Willa Cather – this early 20th century author from Nebraska always, always comes to the forefront of any list or discussion of authors important to me. The author of My Antonia, O’ Pioneers, One of Ours, Death Comes to the Archbishop, and many others, brings the Nebraska prairie to life in ways I could never have imagined. I have yet to pay homage to the historical site in Red Cloud devoted to this author, but it’s on my literary travel list.

Marilyn French – this writer is long forgotten I’m sure, if she was ever well known, but in the late 70s French wrote a book called The Women’s Room that changed my life. I was finding my way in my first years as an adult and this book confirmed a little suspicion I had harbored for some time…that marriage and children were not necessarily for every woman. It opened up my mind to a whole new way of thinking and left me sad for all the women in the world who made those choices because they had no others.

Tom Robbins – this off the wall writer from rural Washington had a huge cult following in the 70s and 80s. His books Even Cowgirls Get the Blues, Another Roadside Attraction and Still Life with Woodpecker examined life in mercurial prose that left you laughing, pondering, and at times crying. My friends and I spent hours contemplating this man and what kind of person he must be. When he named one of his characters in a later book, Ellen, I thought I was going to swoon.

Barbara Kingsolver – how can one person be so brilliant? Kingsolver takes on all kinds of issues, examines circumstances and causes and the choices we make in life so tellingly that you truly do get educated reading her books. The Poisonwood Bible, The Bean Trees and Prodigal Summer are my favorites.

Anne Tyler – well to start an Anne Tyler is to enter a different world entirely – it is a treat to get to know her quirky characters and to enter their messy worlds. Some of her writing is laugh out loud funny. Some if it is very tender. My favorites are Dinner at the Homesick Restaurant, Earthly Possessions and The Accidental Tourist.

Annie Proulx – not for the faint of heart, Proulx’s books are sometimes brutal but she scores big for sense of place. My favorite is The Shipping News. Anyone want to go to Newfoundland with me?

Laura Ingalls Wilder – I know she’s not real politically correct right now but I loved these books as a child and have great memories of reading them and imagining life on the hostile, gorgeous prairie. We visited her home in Arkansas on a trip and even at first skeptical husband walked away impressed by her story.

John Irving – I never could get through The World According to Garp, but The Cider House Rules and A Prayer for Owen Meany tell some intensely sad stories with, as always, some sideways humor thrown in.
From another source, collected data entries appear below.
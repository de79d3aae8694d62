// ABOUTME: Request authentication from upstream gateway identity headers
// ABOUTME: Resolves the caller to a stored user of the stated site and enforces admin roles
//
// SPDX-License-Identifier: MIT OR Apache-2.0
// Copyright (c) 2025 Pierre Fitness Intelligence

//! # Authentication
//!
//! Session handling lives in an upstream gateway. The gateway forwards the
//! caller's identity in `x-user-id` and `x-site-id`, and its view of the
//! caller's privileges in `x-user-role` and `x-super-admin`. The server
//! re-checks the identity against its own user table: a privilege is granted
//! only when both the gateway and the stored user record carry it.

use crate::database::{Database, UserRole};
use crate::errors::{AppError, AppResult};
use crate::learning::Actor;
use async_trait::async_trait;
use http::HeaderMap;
use lms_core::models::TenantId;
use std::str::FromStr;
use tracing::warn;
use uuid::Uuid;

/// Caller user id header
pub const USER_ID_HEADER: &str = "x-user-id";
/// Caller site id header
pub const SITE_ID_HEADER: &str = "x-site-id";
/// Caller role header (`employee` | `admin`)
pub const USER_ROLE_HEADER: &str = "x-user-role";
/// Super admin flag header (`true` | `false`)
pub const SUPER_ADMIN_HEADER: &str = "x-super-admin";

/// Authenticated caller
#[derive(Debug, Clone, Copy, PartialEq, Eq)]
pub struct AuthContext {
    /// Caller's site
    pub tenant_id: TenantId,
    /// Caller
    pub user_id: Uuid,
    /// Effective role
    pub role: UserRole,
    /// Effective super admin flag
    pub is_super_admin: bool,
}

impl AuthContext {
    /// Engine-level view of the caller
    #[must_use]
    pub const fn actor(&self) -> Actor {
        Actor {
            tenant_id: self.tenant_id,
            user_id: self.user_id,
            is_admin: self.role.is_admin(),
        }
    }

    /// Require the site administrator role
    ///
    /// # Errors
    ///
    /// Returns permission-denied for non-admin callers
    pub fn require_admin(&self) -> AppResult<()> {
        if self.role.is_admin() {
            Ok(())
        } else {
            Err(AppError::permission_denied("Administrator role required"))
        }
    }

    /// Require the super administrator flag
    ///
    /// # Errors
    ///
    /// Returns permission-denied unless the caller is a super admin
    pub fn require_super_admin(&self) -> AppResult<()> {
        if self.is_super_admin {
            Ok(())
        } else {
            Err(AppError::permission_denied("Super administrator required"))
        }
    }
}

/// Resolves request headers to an authenticated caller
#[async_trait]
pub trait SessionAuthenticator: Send + Sync {
    /// Authenticate a request
    ///
    /// # Errors
    ///
    /// Returns auth-required when no identity is present and auth-invalid
    /// when the identity does not resolve to a stored user
    async fn authenticate(&self, headers: &HeaderMap) -> AppResult<AuthContext>;
}

/// Trusts gateway identity headers, verified against the user table
pub struct HeaderSessionAuthenticator {
    database: Database,
}

impl HeaderSessionAuthenticator {
    /// Create a new header authenticator
    #[must_use]
    pub const fn new(database: Database) -> Self {
        Self { database }
    }
}

fn header<'a>(headers: &'a HeaderMap, name: &str) -> AppResult<Option<&'a str>> {
    headers
        .get(name)
        .map(|value| {
            value
                .to_str()
                .map(str::trim)
                .map_err(|_| AppError::auth_invalid(format!("Header {name} is not valid text")))
        })
        .transpose()
}

fn parse_header<T: FromStr>(headers: &HeaderMap, name: &str) -> AppResult<Option<T>> {
    header(headers, name)?
        .map(|raw| {
            raw.parse()
                .map_err(|_| AppError::auth_invalid(format!("Header {name} is malformed")))
        })
        .transpose()
}

#[async_trait]
impl SessionAuthenticator for HeaderSessionAuthenticator {
    async fn authenticate(&self, headers: &HeaderMap) -> AppResult<AuthContext> {
        let user_id: Option<Uuid> = parse_header(headers, USER_ID_HEADER)?;
        let tenant_id: Option<TenantId> = parse_header(headers, SITE_ID_HEADER)?;
        let (Some(user_id), Some(tenant_id)) = (user_id, tenant_id) else {
            return Err(AppError::auth_required());
        };

        let claimed_role: Option<UserRole> = parse_header(headers, USER_ROLE_HEADER)?;
        let claimed_super: Option<bool> = parse_header(headers, SUPER_ADMIN_HEADER)?;

        let Some(user) = self.database.users().get_user(tenant_id, user_id).await? else {
            warn!(user_id = %user_id, tenant_id = %tenant_id, "Rejected unknown caller");
            return Err(AppError::auth_invalid("Unknown user for this site"));
        };

        let role = match claimed_role {
            Some(UserRole::Admin) | None => user.role,
            Some(UserRole::Employee) => UserRole::Employee,
        };

        Ok(AuthContext {
            tenant_id,
            user_id,
            role,
            is_super_admin: user.is_super_admin && claimed_super.unwrap_or(true),
        })
    }
}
(OK, I only have 6 minutes left – I’m not going to make it at this rate if I keep writing long paragraphs about each author)

Louisa May AlcottLittle Women taught me about death when I was young and had no first hand experience with it.

Maurice SendakWhere the Wild Things Are touched a nerve the first time it was read to me when I was quite young. Every young child in my life gets this book. If you haven’t seen the movie that came out last year – go!

J.D. Salinger – when I picked up The Catcher in the Rye in 8th grade at my sister’s apartment she discouraged me from reading it out of fear of mother consequences. I read it anyway and got myself an education in certain things. I like Franny and Zooey even better. I even had some cats named Franny and Zooey. (May they rest in peace)

Milan Kundera – Czech writer – The Unbearable Lightness of Being and Immortality

Roddy Doyle – Irish writer – The Commitments (made into a movie) , A Star Named Henry and The Woman Who Walked into Doors

John McGahern – Irish – Amongst Women, By the Lake, The Barracks

Jhumpa Lahiri – Indian – The Interpreter of Maladies, Namesake, Unaccustomed Earth

These exercises are always ones of torture, but I think they reveal some things. For instance, looking at this list I can see it doesn’t have a lot of classics on it, and while some of these writers may write non-fiction, that’s not the reason they made the list. I definitely have an affinity for authors I read as a child and my fiction taste, while not of the super popular variety, is still pretty mainstream writing. But that’s ok. I’m a woman of a certain age and I no longer feel like I have to defend what I read.